Let Them Eat Jellybeans

Craig Grossman, November 13th 2016

love-will-tear-us-apart

Darker Times=Darker Music

We Americans have gone through quite an embarrassing week. You can argue that approximately 25% of us would not agree but I’m on the betting side that theorizes there will be a lot of Brexit-style buyer’s remorse in the not-so-distant future.  I spent the week going back and forth between hoping I am wrong on this sentiment and hoping that I am right.

Yet there is one ray of light, something that occurred to me even as I watched my native country go down into the abyss this past Tuesday and into the wee hours of Wednesday morning.

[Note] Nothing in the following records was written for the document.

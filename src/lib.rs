pub mod api;
pub mod logger;
pub mod settings;

pub mod server;

pub mod application_impl;
pub mod application_port;
pub mod domain_model;
pub mod domain_port;
pub mod infra_memory;
pub mod infra_mysql;
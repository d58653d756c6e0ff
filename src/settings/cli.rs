use super::Parser;

#[derive(Parser, Debug)]
#[command(about = "JWT access/refresh token service")]
pub struct Cli {
    /// Path to the settings file (defaults to settings/dev.toml or settings/release.toml).
    #[arg(long)]
    pub settings: Option<String>,
}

I’m barely old enough to remember when another actor became our leader, one Ronald Reagan.  Upon reflecting on my own current musical tastes of what shaped my personal aesthetic, it could be said that what I love most is the darker music produced in the Reagan years. Trickledown economics, Star Wars (not the epic film mind you) and the symbolic end of the Cold War all contributed to a lot of angst and sadness and not just in the good ‘ol US of A.  Depeche Mode, New Order (coming out of the ashes of Joy Division), The Smiths, Talk Talk, Yazoo, Soft Cell and even more uplifting artists like Tears for Fears and ABC all came to light (so to speak) and thrived during these damp political years- and every artist I’ve named here are out of the U.K.  Certainly Americans got into it as well with compilations going beyond anything subversive – take Jello Biafra’s Alternative Tentacles‘ 1981 release ‘Let Them Eat Jellybeans!’ subtitled ‘17 Extracts From America’s Darker Side’. The album included offerings from many soon-to-be punk legends including Black Flag, Bad Brains, Circle Jerks and Dead Kennedys (Biafra’s musical vehicle at the time).

So what does this mean for us as a society that’s always hungry for good art? I’m not one to argue that beautiful music isn’t always being produced somewhere, but I do think there’s validity to the theory that artists tend to write more compelling music, both composition and lyrics in darker, more Orwellian times such as these. While the theme song for this week in American might as well be Lynyrd Skynyrd’s ‘Sweet Home Alabama’, I do think we have lots of creativity to look forward to under a Trump administration.  Granted, at this moment I’d take horrific music for the next four years over this nightmare. That is why we all need to just keep listening and more importantly, discovering.